This study examines the influences on fluid flow within a shale outcrop where the networks of two distinct paleoflow episodes have been recorded by calcite-filled veins and green alteration halos. Such direct visualization of flow networks is relatively rare and provides valuable information of fluid-flow behavior between core and seismic scale.

Detailed field mapping, fracture data, and sedimentary logging were used over a 270 m² (2910 ft²) area to characterize the paleo–fluid-flow networks in the shale. Distal remnants of turbidite flow deposits are present within the shale as very thin (1–10 mm [0.04–0.4 in.]) fine-grained sandstone bands. The shale is cut by a series of conjugate faults and an associated fracture network, all at a scale smaller than seismic detection thresholds. The flow episodes used fluid-flow networks consisting of subgroups of both the fractures and the thin turbidites. The first fluid-flow episode network was mainly comprised of thin turbidites and shear fractures, whereas the network of the second fluid-flow episode was primarily small joints (opening mode fractures) connecting the turbidites.

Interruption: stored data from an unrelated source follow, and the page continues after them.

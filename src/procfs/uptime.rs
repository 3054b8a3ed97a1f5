//! This module contains a sampling parser for /proc/uptime
//!
//! The file contains the time elapsed since boot and the cumulative time
//! that all CPUs spent idle, both in seconds with a fractional part:
//!
//! ```text
//! 13.52 50.34
//! ```
//!
//! Both are monotonic counters. The idle time may exceed the uptime on
//! multi-core systems.

use crate::clock::ClockTicks;
use crate::delta::{elapsed, DeltaComputer, Ratio};
use crate::error::{Error, ParseCause, Partial};
use crate::parser::{parse_into, PseudoFileParser};
use crate::snapshot::Snapshot;
use crate::splitter::{Delimiters, SplitLines};
use serde::{Deserialize, Serialize};
use std::time::Duration;
use super::parse_duration_secs;


/// Parser for /proc/uptime
#[derive(Debug, Default)]
pub struct UptimeParser;
//
impl PseudoFileParser for UptimeParser {
    type Data = Uptime;

    const PATH: &'static str = "uptime";

    fn parse(&mut self, contents: &[u8], errors: &mut Vec<Error>) -> Uptime {
        let mut uptime = Uptime::default();
        let mut columns = match SplitLines::new(contents, Delimiters::SPACE)
                                           .next() {
            Some(line) => line.columns(),
            None => {
                errors.push(Error::parse("uptime", ParseCause::MissingField));
                return uptime;
            },
        };

        // Load machine uptime and idle time
        parse_into(&mut uptime.uptime, "uptime",
                   columns.expect().and_then(|f| parse_duration_secs(&f)),
                   errors);
        parse_into(&mut uptime.idle, "uptime.idle",
                   columns.expect().and_then(|f| parse_duration_secs(&f)),
                   errors);
        uptime
    }
}


/// Contents of /proc/uptime
#[derive(Clone, Copy, Debug, Default, PartialEq, Eq, Serialize, Deserialize)]
pub struct Uptime {
    /// Elapsed wall clock time since the system was started
    pub uptime: Duration,

    /// Cumulative amount of time spent by all CPUs in the idle state
    pub idle: Duration,
}
//
impl Uptime {
    /// Fraction of the available CPU time which was spent idle since boot,
    /// given the number of CPUs
    pub fn idle_fraction(&self, cpus: usize) -> Ratio {
        let available = self.uptime.as_secs_f64() * cpus as f64;
        if available == 0.0 {
            Ratio::Indeterminate
        } else {
            Ratio::Value(self.idle.as_secs_f64() / available)
        }
    }
}
//
impl DeltaComputer for Uptime {
    type Delta = UptimeDelta;

    fn delta(prior: &Snapshot<Self>,
             current: &Snapshot<Self>,
             _clock: ClockTicks) -> Result<Partial<UptimeDelta>, Error> {
        Ok(Partial::complete(UptimeDelta {
            time_delta: elapsed(prior, current)?,
            uptime: duration_delta("uptime", prior.uptime, current.uptime)?,
            idle: duration_delta("uptime.idle", prior.idle, current.idle)?,
        }))
    }
}


/// Evolution of /proc/uptime between two snapshots
#[derive(Clone, Copy, Debug, PartialEq, Eq, Serialize, Deserialize)]
pub struct UptimeDelta {
    /// Wall-clock time elapsed between the two snapshots
    pub time_delta: Duration,

    /// Uptime elapsed between the two snapshots, which should match the
    /// wall-clock time unless the system was suspended or the clock stepped
    pub uptime: Duration,

    /// Cumulative CPU idle time between the two snapshots
    pub idle: Duration,
}


/// INTERNAL: Difference between two readouts of a monotonic time counter
fn duration_delta(field: &str, prior: Duration, current: Duration)
    -> Result<Duration, Error>
{
    // Nanosecond counts fit in 64 bits for the next five centuries
    current.checked_sub(prior).ok_or_else(|| Error::CounterRegression {
        field: field.to_owned(),
        prior: prior.as_nanos() as u64,
        current: current.as_nanos() as u64,
    })
}


/// Unit tests
#[cfg(test)]
mod tests {
    use chrono::{TimeZone, Utc};
    use crate::clock::ClockTicks;
    use crate::delta::{DeltaComputer, Ratio};
    use crate::error::{Error, ParseCause};
    use crate::parser::PseudoFileParser;
    use crate::snapshot::Snapshot;
    use std::time::Duration;
    use super::{Uptime, UptimeParser};

    /// INTERNAL: Parse some /proc/uptime contents
    fn parse(input: &str) -> (Uptime, Vec<Error>) {
        let mut errors = Vec::new();
        let uptime = UptimeParser.parse(input.as_bytes(), &mut errors);
        (uptime, errors)
    }

    /// Check that uptime is parsed correctly
    #[test]
    fn parse_uptime() {
        let (uptime, errors) = parse("13.52 50.34\n");
        assert!(errors.is_empty());
        assert_eq!(uptime.uptime, Duration::from_millis(13520));
        assert_eq!(uptime.idle, Duration::from_millis(50340));
        assert_eq!(Uptime::default().idle_fraction(4), Ratio::Indeterminate);

        let (uptime, _) = parse("10.00 30.00\n");
        assert_eq!(uptime.idle_fraction(4), Ratio::Value(0.75));
    }

    /// Check that broken fields are reported
    #[test]
    fn malformed_uptime() {
        let (uptime, errors) = parse("13.5z 50.34\n");
        assert_eq!(uptime.uptime, Duration::ZERO);
        assert_eq!(uptime.idle, Duration::from_millis(50340));
        assert!(matches!(&errors[..], [Error::Parse {
            cause: ParseCause::MalformedNumber { byte: b'z', position: 4 }, ..
        }]));

        let (_, errors) = parse("13.52\n");
        assert!(matches!(&errors[..], [Error::Parse {
            cause: ParseCause::MissingField, ..
        }]));
    }

    /// Check that uptime deltas are computed correctly
    #[test]
    fn uptime_delta() {
        let at = |secs: i64| {
            Utc.timestamp_opt(1_700_000_000 + secs, 0).unwrap()
        };
        let prior = Snapshot::new(at(0), parse("100.00 350.00").0);
        let current = Snapshot::new(at(2), parse("102.01 357.50").0);
        let delta = Uptime::delta(&prior, &current, ClockTicks::from_hz(100))
                           .unwrap()
                           .into_result()
                           .unwrap();
        assert_eq!(delta.time_delta, Duration::from_secs(2));
        assert_eq!(delta.uptime, Duration::from_millis(2010));
        assert_eq!(delta.idle, Duration::from_millis(7500));

        // Uptime cannot go backwards
        assert!(matches!(Uptime::delta(&current,
                                       &Snapshot::new(at(3), prior.data),
                                       ClockTicks::from_hz(100)),
                         Err(Error::CounterRegression { .. })));
    }
}
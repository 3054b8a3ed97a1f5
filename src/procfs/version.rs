//! This module contains a parser for /proc/version
//!
//! Since the kernel version is not expected to change during a normal
//! performance measurement, this file is not meant for periodic sampling
//! like the others, but for a one-time readout that subsequently gets
//! re-used (e.g. to know which counters the kernel provides).
//!
//! The file is a single line of text:
//!
//! ```text
//! Linux version 6.1.0-13-amd64 (debian-kernel@lists.debian.org) (gcc-12 ...) #1 SMP PREEMPT_DYNAMIC Debian 6.1.55-1 (2023-09-29)
//! ```

use crate::error::{Error, ParseCause};
use crate::parser::PseudoFileParser;
use crate::splitter::parse_u64;
use lazy_static::lazy_static;
use regex::{Captures, Regex};
use serde::{Deserialize, Serialize};


lazy_static! {
    /// Ultimately, the contents of /proc/version should match this regex
    static ref VERSION_REGEX: Regex = Regex::new(
        r"^(?P<os_type>\S+) version (?P<release>(?P<major>\d+)\.(?P<minor>\d+)(?:\.(?P<patch>\d+))?(?:-(?P<flavour>\S+)|\S*)) (?P<build_info>.+)$"
    ).expect("The version regex is valid");
}


/// Parser for /proc/version
#[derive(Debug, Default)]
pub struct VersionParser;
//
impl PseudoFileParser for VersionParser {
    type Data = KernelVersion;

    const PATH: &'static str = "version";

    fn parse(&mut self, contents: &[u8], errors: &mut Vec<Error>)
        -> KernelVersion
    {
        match KernelVersion::parse(contents) {
            Ok(version) => version,
            Err(cause) => {
                errors.push(Error::parse("version", cause));
                KernelVersion::default()
            },
        }
    }
}


/// Kernel versioning information
#[derive(Clone, Debug, Default, PartialEq, Eq, Serialize, Deserialize)]
pub struct KernelVersion {
    /// Operating system kernel, which is "Linux" for all we care
    pub os_type: String,

    /// Full release string (e.g. "6.1.0-13-amd64")
    pub release: String,

    /// Upstream kernel version, following Linux 3.x style
    ///
    /// Be warned that in the pre-3.0 era, these numbers actually had
    /// different semantics: the third "patch" number was used for feature
    /// releases, and a fourth version number was used for bugfixes. Linux
    /// 2.6 has long been unmaintained, so not fully supporting its
    /// versioning scheme is an acceptable compromise.
    ///
    pub major: u16,
    pub minor: u16,
    pub patch: u16,

    /// Distribution-specific versioning information and kernel flavours.
    /// Parsing this further would require an extensive study of
    /// distributions' kernel versioning schemes, so it is kept as-is.
    pub flavour: Option<String>,

    /// Build information (host, compiler, date...), kept unparsed
    pub build_info: String,
}
//
impl KernelVersion {
    /// Check if we are using at least a certain kernel version (included)
    pub fn greater_eq(&self, major: u16, minor: u16, patch: u16) -> bool {
        (self.major, self.minor, self.patch) >= (major, minor, patch)
    }

    /// Check if we are below a certain kernel version (excluded)
    pub fn smaller(&self, major: u16, minor: u16, patch: u16) -> bool {
        !self.greater_eq(major, minor, patch)
    }

    /// INTERNAL: Parse the contents of /proc/version
    fn parse(contents: &[u8]) -> Result<Self, ParseCause> {
        let text = std::str::from_utf8(contents).map_err(|_| {
            ParseCause::Unexpected(String::from_utf8_lossy(contents)
                                          .into_owned())
        })?;
        let text = text.trim_end();
        if text.is_empty() { return Err(ParseCause::MissingField); }
        let captures = VERSION_REGEX.captures(text).ok_or_else(|| {
            ParseCause::Unexpected(text.to_owned())
        })?;

        // Decode the upstream version numbers
        let number = |captures: &Captures, name: &str| {
            match captures.name(name) {
                Some(digits) => {
                    u16::try_from(parse_u64(digits.as_str().as_bytes())?)
                        .map_err(|_| ParseCause::Overflow)
                },
                None => Ok(0),
            }
        };
        let owned = |name: &str| captures.name(name)
                                         .map(|m| m.as_str().to_owned());

        Ok(Self {
            os_type: owned("os_type").unwrap_or_default(),
            release: owned("release").unwrap_or_default(),
            major: number(&captures, "major")?,
            minor: number(&captures, "minor")?,
            patch: number(&captures, "patch")?,
            flavour: owned("flavour"),
            build_info: owned("build_info").unwrap_or_default(),
        })
    }
}


/// Unit tests
#[cfg(test)]
mod tests {
    use crate::error::{Error, ParseCause};
    use crate::parser::PseudoFileParser;
    use crate::reader::ProcFileReader;
    use super::{KernelVersion, VersionParser};

    /// INTERNAL: Build info used by the tests below
    const BUILD_INFO: &str = "(gralouf@yolo) #1 Sat May 14 01:51:54 UTC 2048";

    /// INTERNAL: Parse a version string, assuming that it is valid
    fn parse(input: &str) -> KernelVersion {
        KernelVersion::parse(input.as_bytes()).unwrap()
    }

    /// INTERNAL: Expected parse of a version string
    fn expected(release: &str,
                (major, minor, patch): (u16, u16, u16),
                flavour: Option<&str>) -> KernelVersion {
        KernelVersion {
            os_type: String::from("Linux"),
            release: String::from(release),
            major,
            minor,
            patch,
            flavour: flavour.map(String::from),
            build_info: String::from(BUILD_INFO),
        }
    }

    /// Test the linux kernel version string parser
    #[test]
    fn parse_version() {
        // No patch version and no flavour
        assert_eq!(parse(&format!("Linux version 4.2 {}\n", BUILD_INFO)),
                   expected("4.2", (4, 2, 0), None));

        // A patch version, but no flavour
        assert_eq!(parse(&format!("Linux version 4.2.7 {}", BUILD_INFO)),
                   expected("4.2.7", (4, 2, 7), None));

        // A flavour, but no patch version
        assert_eq!(parse(&format!("Linux version 4.2-yeah {}", BUILD_INFO)),
                   expected("4.2-yeah", (4, 2, 0), Some("yeah")));

        // Both a flavour and a patch version
        assert_eq!(parse(&format!("Linux version 4.9.337-wooo {}",
                                  BUILD_INFO)),
                   expected("4.9.337-wooo", (4, 9, 337), Some("wooo")));

        // Some other kind of suffix
        assert_eq!(parse(&format!("Linux version 6.1.21+ {}", BUILD_INFO)),
                   expected("6.1.21+", (6, 1, 21), None));
    }

    /// Check that invalid version strings are reported
    #[test]
    fn invalid_version() {
        let mut errors = Vec::new();
        let version = VersionParser.parse(b"This is not a kernel", &mut errors);
        assert_eq!(version, KernelVersion::default());
        assert!(matches!(&errors[..], [Error::Parse {
            cause: ParseCause::Unexpected(_), ..
        }]));

        assert_eq!(KernelVersion::parse(b"\n"), Err(ParseCause::MissingField));
        assert_eq!(KernelVersion::parse(b"Linux version 99999.1 (x)"),
                   Err(ParseCause::Overflow));
    }

    /// Check that reading the kernel version string of the host works
    #[test]
    fn load_host_version() {
        let mut reader = ProcFileReader::open("/proc/version").unwrap();
        let mut errors = Vec::new();
        let version = reader.sample(|contents| {
            VersionParser.parse(contents, &mut errors)
        }).unwrap();
        assert!(errors.is_empty(), "Unexpected errors {:?}", errors);
        assert_eq!(version.os_type, "Linux");
        assert!(version.greater_eq(2, 6, 0));
    }

    /// Check that kernel version compatibility checks work
    #[test]
    fn check_version_compatibility() {
        // Let's build an arbitrary kernel version struct
        let version = KernelVersion {
            major: 4,
            minor: 2,
            patch: 5,
            ..KernelVersion::default()
        };

        // Check "greater than or equal" version constraint
        assert!(!version.greater_eq(4, 2, 6));
        assert!(version.greater_eq(4, 2, 5));
        assert!(version.greater_eq(4, 2, 4));
        assert!(!version.greater_eq(4, 3, 5));
        assert!(version.greater_eq(4, 1, 6));
        assert!(!version.greater_eq(5, 2, 5));
        assert!(version.greater_eq(3, 3, 6));

        // Check "smaller than" version constraint
        assert!(version.smaller(4, 2, 6));
        assert!(!version.smaller(4, 2, 5));
        assert!(version.smaller(4, 3, 5));
        assert!(!version.smaller(3, 3, 6));
    }
}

The distribution of turbidite thicknesses follows a negative exponential trend. which reflects the distribution of thicker turbidites recorded in previous studies. Fracture density varies on either side of faults and is highest in an area between closely spaced faults. Better predictions of hydraulic properties of sedimentary-structural networks for resource evaluation can be informed from such outcrop subseismic scale characterization. These relationships between the subseismic features could be applied when populating discrete fracture networks models, for example, to investigate such sedimentary-structural flow networks in exploration settings.